La crisi, tuttavia, rivela anche la debolezza strutturale dell’economia cinese. Gli investimenti finanziati dal credito in torri residenziali improduttive hanno causato una forte crescita del debito delle famiglie private e hanno gonfiato i bilanci delle banche. Dalla crisi finanziaria del 2008, il debito totale (famiglie private, aziende, governo) è cresciuto molto più velocemente del tasso di crescita dell’economia.

Data la forte crescita negli Stati Uniti, tuttavia, sarebbe prematuro parlare di “stagflazione” globale. Questo termine, coniato negli anni Settanta, descrive la combinazione simultanea di una produzione economica in calo o stagnante e di un aumento dei prezzi. All’epoca, un embargo petrolifero da parte degli esportatori arabi fece aumentare il prezzo del petrolio da 3 a 12 dollari in un anno. L’inflazione salì al 12% negli Stati Uniti nel 1974, mentre la crescita reale fu -0,5% e rimase sotto zero nel 1975.

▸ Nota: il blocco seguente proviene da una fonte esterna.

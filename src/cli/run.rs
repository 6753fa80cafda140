use dialoguer::{theme::ColorfulTheme, Select};

use crate::{
    cli::cli::MenuAction,
    models::{CliApp, Result},
};
use tracing::error;

impl CliApp {
    pub async fn run(&self) -> Result<()> {
        println!("\n🏢 Welcome to Directory Scraper!");
        println!("═══════════════════════════════════════");
        println!(
            "{} sectors configured, output goes to {}/",
            self.config.sectors.len(),
            self.config.output.directory
        );

        loop {
            let actions = vec![
                MenuAction::ScrapeAllSectors,
                MenuAction::ScrapeSingleSector,
                MenuAction::ProbeSelectors,
                MenuAction::ShowConfig,
                MenuAction::Exit,
            ];

            let selection = Select::with_theme(&ColorfulTheme::default())
                .with_prompt("\nSelect an action")
                .default(0)
                .items(&actions)
                .interact()?;

            match &actions[selection] {
                MenuAction::ScrapeAllSectors => {
                    if let Err(e) = self.run_scrape_all().await {
                        error!("Scrape failed: {}", e);
                    }
                }
                MenuAction::ScrapeSingleSector => {
                    if let Err(e) = self.run_scrape_single().await {
                        error!("Scrape failed: {}", e);
                    }
                }
                MenuAction::ProbeSelectors => {
                    if let Err(e) = self.run_probe_selectors().await {
                        error!("Selector probe failed: {}", e);
                    }
                }
                MenuAction::ShowConfig => {
                    if let Err(e) = self.show_config() {
                        error!("Failed to show configuration: {}", e);
                    }
                }
                MenuAction::Exit => {
                    println!("\n👋 Thanks for using Directory Scraper!");
                    break;
                }
            }
        }

        Ok(())
    }
}
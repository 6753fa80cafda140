pub mod csv;
pub mod report;

pub use csv::CsvExporter;
pub use report::write_run_report;
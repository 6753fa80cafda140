pub mod parser;
pub mod profile;

pub use parser::{DirectoryTraverser, ListingEntry};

Anche se la situazione attuale non è paragonabile a quella degli anni Settanta, un nuovo regime d’inflazione potrebbe affermarsi se la spinta inflazionistica proseguisse più a lungo e portasse ad aspettative d’inflazione più alte.

I cosiddetti effetti secondari, in particolare le richieste salariali più elevate nella futura contrattazione collettiva, giocheranno un ruolo in questo processo. Anche se la spinta inflazionistica si fosse già ridimensionata per allora, i sindacati non dimenticheranno la crescita dell’inflazione di quest’anno, ma chiederanno probabilmente una compensazione extra.  Questo aumenterebbe la base dell’inflazione.

Ci sono anche fattori strutturali che probabilmente porteranno un’inflazione più elevata nel lungo termine: deglobalizzazione, decarbonizzazione e demografia.

  • Deglobalizzazione: i problemi della catena di approvvigionamento stanno inducendo le aziende a distribuire i loro impianti di produzione in modo più ampio e in alcuni casi a rinazionalizzarli. Tuttavia, scegliere la resilienza invece dell’efficienza aumenta anche i costi.
  • Decarbonizzazione: la protezione del clima non è priva di costi, in termini politici. Oltre ad aumentare significativamente i prezzi della CO2, che avranno un effetto diretto sui portafogli dei consumatori (elettricità, benzina, gas naturale), la transizione energetica aumenterà anche i costi di produzione, il che porterà indirettamente a un aumento dei prezzi al consumo.
  • Demografia: i Baby Boomers andranno in pensione nei prossimi anni, aggravando ulteriormente la carenza di lavoratori qualificati. Questo farà aumentare il costo del lavoro. Un numero crescente di persone anziane che non lavorano più incrementerà i costi delle assicurazioni sanitarie e pensionistiche, e di conseguenza il costo del lavoro.